Dans celles-là, le citoyen trouvera de quoi suffire à ses propres besoins ; et dans ceux-ci, des lumières assez étendues, assez variées, assez approfondies, assez choisies pour pouvoir servir utilement ses concitoyens et sa patrie, soit dans des postes difficiles où la confiance publique l’appellera, soit dans ses relations particulières.

Les écoles secondaires prépareront à recevoir l’instruction des instituts ; et ceux-ci, à recevoir celle des lycées.

Les degrés intermédiaires, en rendant les idées plus élémentaires, les méthodes plus simples et plus familières, serviront à les faire descendre jusqu’au dernier degré de l’échelle ; ils diminueront, pour ainsi dire, la distance qui sépare les deux extrêmes. Liés tous par une dépendance réciproque et nécessaire, les instituts et les lycées en seront plus utiles, les écoles primaires et secondaires moins bornées dans leurs moyens. Le succès de celles-ci, leur perfectionnement graduel, dépendront essentiellement des degrés supérieurs, où se formeront les instituteurs, où se simplifieront les méthodes, où les conceptions du génie deviendront graduellement plus élémentaires et plus expansives.

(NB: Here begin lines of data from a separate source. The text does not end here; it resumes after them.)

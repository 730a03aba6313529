//! Smoothing Window
//!
//! Bounded FIFO of recent frame-level eye-openness probabilities and the
//! moving-average smoother built on top of it.

mod smoother;
mod window;

pub use smoother::TemporalSmoother;
pub use window::SmoothingWindow;

use thiserror::Error;

/// Default window capacity (5 frames)
pub const DEFAULT_CAPACITY: usize = 5;

/// Errors constructing a window
#[derive(Debug, Clone, PartialEq, Eq, Error)]
pub enum WindowError {
    #[error("Window capacity must be at least 1")]
    ZeroCapacity,
}

/// Clamp a probability into [0, 1]; NaN maps to 0
pub fn clamp_unit(value: f32) -> f32 {
    if value.is_nan() {
        0.0
    } else {
        value.clamp(0.0, 1.0)
    }
}
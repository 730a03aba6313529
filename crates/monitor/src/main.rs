//! Drowsiness Monitor - Main Entry Point
//!
//! Replays a directory of recorded frames through the detection service.

use std::sync::Arc;
use std::time::Duration;

use camera_capture::ImageDirSource;
use dms::{EyeStatePipeline, StaticRegionDetector};
use monitor::{
    build_backend, init_logging, next_frame_blocking, DetectionService, LogCallback, MonitorConfig,
};
use tracing::{info, warn};

#[tokio::main]
async fn main() -> anyhow::Result<()> {
    let config_path = std::env::args().nth(1);
    let config = MonitorConfig::load(config_path.as_deref())?;
    init_logging(config.level()?)?;

    info!("=== Drowsiness Monitor v{} ===", env!("CARGO_PKG_VERSION"));
    info!(
        "Model input {}px, open threshold {}, window {}",
        config.dms.image_size, config.dms.open_threshold, config.dms.window_capacity
    );

    let backend = build_backend(&config.dms)?;
    let detector = StaticRegionDetector::new(config.dms.eye_regions.clone());
    let pipeline = EyeStatePipeline::new(&config.dms, detector, backend)?;
    let mut service =
        DetectionService::new(pipeline, Arc::new(LogCallback), config.error_escalation_threshold);

    let mut source = ImageDirSource::open(&config.frames_dir)?;
    info!("Replaying {} frames from {}", source.len(), config.frames_dir);

    service.start()?;

    let mut ticker = tokio::time::interval(Duration::from_millis(config.frame_interval_ms.max(1)));
    let mut submitted = 0u64;
    let mut dropped = 0u64;
    loop {
        ticker.tick().await;
        let (returned, next) = next_frame_blocking(source).await?;
        source = returned;

        match next {
            Ok(Some(frame)) => {
                if service.submit(frame) {
                    submitted += 1;
                } else {
                    dropped += 1;
                }
            }
            Ok(None) => break,
            Err(e) => warn!("Skipping frame: {}", e),
        }
    }

    service.stop().await?;
    info!(
        "Done: {} submitted, {} dropped, {} released, final state {:?}",
        submitted,
        dropped,
        source.released_count(),
        service.state()
    );

    Ok(())
}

Pour encourager les talents naissants, et assurer à la république un plus grand nombre de citoyens utiles, votre Comité vous proposera de décerner tous les ans le titre honorable d’élève de la patrie à un certain nombre d’enfants qui auront eu des succès dans les premiers degrés, et de leur donner un secours annuel, pour aller chercher loin de la maison paternelle une instruction plus élevée ou pour entrer en apprentissage dans un art utile. Cette belle institution coûtera peu, honorera la patrie et assurera aux sciences et à l’industrie des progrès rapides.

Tel est le système complet d’instruction publique que vous présente votre Comité : ses parties, étroitement liées entre elles, offrent une organisation qui demande un régulateur, une surveillance générale qui, en laissant aux autorités constituées tout ce qui appartient à l’administration publique et à la police, maintienne l’enseignement dans la plus grande activité. Le Comité s’occupe d’un mode qui réunisse ces deux caractères.

L’instruction publique doit comprendre, dans les développements que nous vous présenterons successivement, tout ce qui appartient à l’éducation morale et à l’éducation physique. Par l’une, l’enfant acquerra, dans un régime gymnastique, la santé, la force, l’adresse, l’agilité du corps.

Par l’autre, on développera les mœurs et les habitudes du républicain, on exercera dans l’enfant ce sens précieux qui fait trouver tant de charmes dans la pratique des vertus qui nous lient à nos semblables, à nos devoirs et à la patrie.

C’est par leur propre expérience, et par une pratique journalière, que les enfants se formeront à toutes les vertus domestiques et sociales. Leur éducation morale se développera à raison des besoins, et par conséquent toujours à propos, toujours avec fruit.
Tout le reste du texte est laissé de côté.